Modules and contents

BinaryRelationPartition

The set of classes used to model the 3 ‘partitions’ for N3 assertions. There is a top level class which implements operations common to all partitions as well as a class for each partition. These classes are meant to allow the underlying SQL schema to be completely configurable as well as to automate the generation of SQL queries for adding,updating,removing,resolving triples from the partitions.

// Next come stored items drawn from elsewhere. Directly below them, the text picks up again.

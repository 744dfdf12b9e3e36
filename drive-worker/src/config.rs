//! Service configuration: the shared worker sections plus `[drive]`.

use anyhow::Result;
use conduit::config::{load_toml, WorkerSettings};
use serde::Deserialize;
use std::path::Path;

use crate::handlers::drive::DriveConfig;

/// Environment variable naming the TOML config file.
pub const CONFIG_PATH_ENV: &str = "WORKER_CONFIG";

#[derive(Debug, Clone, Default, Deserialize)]
pub struct AppConfig {
    #[serde(flatten)]
    pub worker: WorkerSettings,
    #[serde(default)]
    pub drive: DriveConfig,
}

impl AppConfig {
    /// Load from `WORKER_CONFIG` (defaults when unset) and the process
    /// environment.
    pub fn from_env() -> Result<Self> {
        let path = std::env::var(CONFIG_PATH_ENV).ok().filter(|p| !p.is_empty());
        Self::load(path.as_deref().map(Path::new), |name| std::env::var(name).ok())
    }

    /// File, then overrides from `lookup`, then validation.
    pub fn load(path: Option<&Path>, lookup: impl Fn(&str) -> Option<String>) -> Result<Self> {
        let mut config: Self = load_toml(path)?;
        config.worker.apply_overrides(&lookup);
        config.drive.apply_overrides(&lookup);
        config.worker.validate()?;
        config.drive.validate()?;
        Ok(config)
    }
}

#[cfg(test)]
mod tests {
    use super::*;
    use conduit::config::BusyKeyPolicy;
    use std::io::Write;

    #[test]
    fn test_sections_share_one_file() {
        let mut file = tempfile::NamedTempFile::new().unwrap();
        writeln!(
            file,
            r#"
            [worker]
            integration_id = "google-drive"
            busy_key_policy = "nack"

            [directory]
            encryption_key = "AAAA"

            [drive]
            page_size = 500
            "#
        )
        .unwrap();

        let config = AppConfig::load(Some(file.path()), |_| None).unwrap();
        assert_eq!(config.worker.worker.integration_id.as_deref(), Some("google-drive"));
        assert_eq!(config.worker.worker.busy_key_policy, BusyKeyPolicy::Nack);
        assert_eq!(config.drive.page_size, 500);
        assert_eq!(config.drive.max_pages, 100);
    }

    #[test]
    fn test_env_overrides_both_sections() {
        let config = AppConfig::load(None, |name| match name {
            "CONNECTIONS_ENCRYPTION_KEY" => Some("AAAA".to_string()),
            "WORKER_MAX_CONCURRENT_CONNECTIONS" => Some("4".to_string()),
            "DRIVE_API_BASE_URL" => Some("http://localhost:8089".to_string()),
            _ => None,
        })
        .unwrap();
        assert_eq!(config.worker.worker.max_concurrent_connections, 4);
        assert_eq!(config.drive.api_base_url, "http://localhost:8089");
    }

    #[test]
    fn test_invalid_drive_section_rejected() {
        let mut file = tempfile::NamedTempFile::new().unwrap();
        writeln!(file, "[directory]\nencryption_key = \"AAAA\"\n\n[drive]\npage_size = 0").unwrap();
        assert!(AppConfig::load(Some(file.path()), |_| None).is_err());
    }
}
//! Bounded LRU map whose entries expire after a fixed TTL.
//!
//! Shared by the idempotency cache (presence markers) and the
//! external-identity resolver (resolved connections). Not synchronized:
//! callers wrap it in a lock and do each check-and-set under one guard.

use lru::LruCache;
use std::hash::Hash;
use std::num::NonZeroUsize;
use std::time::Duration;
use tokio::time::Instant;

struct Slot<V> {
    value: V,
    inserted_at: Instant,
}

pub struct TtlLruCache<K: Hash + Eq, V> {
    entries: LruCache<K, Slot<V>>,
    ttl: Duration,
}

impl<K: Hash + Eq + Clone, V> TtlLruCache<K, V> {
    /// A capacity of zero is treated as one.
    pub fn new(capacity: usize, ttl: Duration) -> Self {
        let capacity = NonZeroUsize::new(capacity).unwrap_or(NonZeroUsize::MIN);
        Self {
            entries: LruCache::new(capacity),
            ttl,
        }
    }

    pub fn ttl(&self) -> Duration {
        self.ttl
    }

    pub fn capacity(&self) -> usize {
        self.entries.cap().get()
    }

    /// Physical entry count, including expired entries not yet swept.
    pub fn len(&self) -> usize {
        self.entries.len()
    }

    pub fn is_empty(&self) -> bool {
        self.entries.is_empty()
    }

    fn is_expired(&self, slot: &Slot<V>) -> bool {
        slot.inserted_at.elapsed() >= self.ttl
    }

    /// Fresh value for `key`, promoting it to most-recently-used.
    ///
    /// An expired entry is removed and reported as a miss. A hit does not
    /// refresh the entry's insertion time.
    pub fn get(&mut self, key: &K) -> Option<&V> {
        let expired = match self.entries.peek(key) {
            Some(slot) => self.is_expired(slot),
            None => return None,
        };
        if expired {
            self.entries.pop(key);
            return None;
        }
        self.entries.get(key).map(|slot| &slot.value)
    }

    /// Insert or replace `key` with a fresh timestamp.
    ///
    /// Returns the key evicted to make room, if any.
    pub fn insert(&mut self, key: K, value: V) -> Option<K> {
        let slot = Slot {
            value,
            inserted_at: Instant::now(),
        };
        match self.entries.push(key.clone(), slot) {
            Some((old_key, _)) if old_key != key => Some(old_key),
            _ => None,
        }
    }

    pub fn remove(&mut self, key: &K) -> Option<V> {
        self.entries.pop(key).map(|slot| slot.value)
    }

    /// Physically drop every expired entry. Returns how many were removed.
    pub fn prune_expired(&mut self) -> usize {
        let expired: Vec<K> = self
            .entries
            .iter()
            .filter(|(_, slot)| self.is_expired(slot))
            .map(|(k, _)| k.clone())
            .collect();
        for key in &expired {
            self.entries.pop(key);
        }
        expired.len()
    }

    pub fn clear(&mut self) {
        self.entries.clear();
    }
}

These classes work in tandem with the RelationHashes to automate all (or most) of the SQL processing associated with this FOPL Relational Model

NOTE: The use of foreign keys (which - unfortunately - bumps the minimum MySQL version to 5.0) allows for the efficient removal of all statements about a particular resource using cascade on delete (currently not used)

see: http://dev.mysql.com/doc/refman/5.0/en/ansi-diff-foreign-keys.html

class rdfextras.store.FOPLRelationalModel.BinaryRelationPartition.BinaryRelationPartition(identifier, idHash, valueHash, store, useSignedInts=False, hashFieldType='BIGINT unsigned', engine='ENGINE=InnoDB', declareEnums=False)[source]

The common ancestor of the three partitions for assertions. Implements behavior common to all 3. Each subclass is expected to define the following:

Variables:
  • nameSuffix
    • The suffix appended to the name of the table
  • termEnumerations
    • a 4 item list (for each quad ‘slot’) of lists (or None) which enumerate the allowable term types for each quad slot (one of ‘U’ - rdflib.term.URI, ‘V’ - rdflib.term.Variable, ‘L’ - rdflib.term.Literal, ‘B’ - rdflib.term.BNode, ‘F’ - rdflib.term.Formula)
  • columnNames
    • a list of column names for each quad slot (can be of additional length where each item is a 3-item tuple of: column name, column type, index)
  • columnIntersectionList
    • a list of 2 item tuples (the quad index and a boolean indicating whether or not the associated term is an identifier) this list (the order of which is very important) is used for generating intersections between the partition and the identifier / value hash
  • hardCodedResultFields
    • a dictionary mapping quad slot indices to their hardcoded value (for partitions - such as ABOX - which have a hardcoded value for a particular quad slot)
  • hardCodedResultTermsTypes
    • a dictionary mapping quad slot indices to their hardcoded term type (for partitions - such as Literal properties - which have hardcoded values for a particular quad slot’s term type)
createStatements()[source]

Generates a CREATE TABLE statement which creates a SQL table used for persisting assertions associated with this partition.

flushInsertions(db)[source]

Adds the pending identifiers / values and assertions (using executemany for maximum efficiency), and resets the queue.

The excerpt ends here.